Return the entries in their entirety, precisely as given.
☆ ☆ ☆ ☆ ☆
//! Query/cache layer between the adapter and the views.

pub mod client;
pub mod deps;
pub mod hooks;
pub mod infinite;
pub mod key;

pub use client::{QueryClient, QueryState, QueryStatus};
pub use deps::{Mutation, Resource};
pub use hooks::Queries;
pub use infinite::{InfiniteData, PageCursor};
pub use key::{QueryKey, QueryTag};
☆ ☆ ☆ ☆ ☆
• **Expected output**:
//! Query/cache layer between the adapter and the views.

pub mod client;
pub mod deps;
pub mod hooks;
pub mod infinite;
pub mod key;

pub use client::{QueryClient, QueryState, QueryStatus};
pub use deps::{Mutation, Resource};
pub use hooks::Queries;
pub use infinite::{InfiniteData, PageCursor};
pub use key::{QueryKey, QueryTag};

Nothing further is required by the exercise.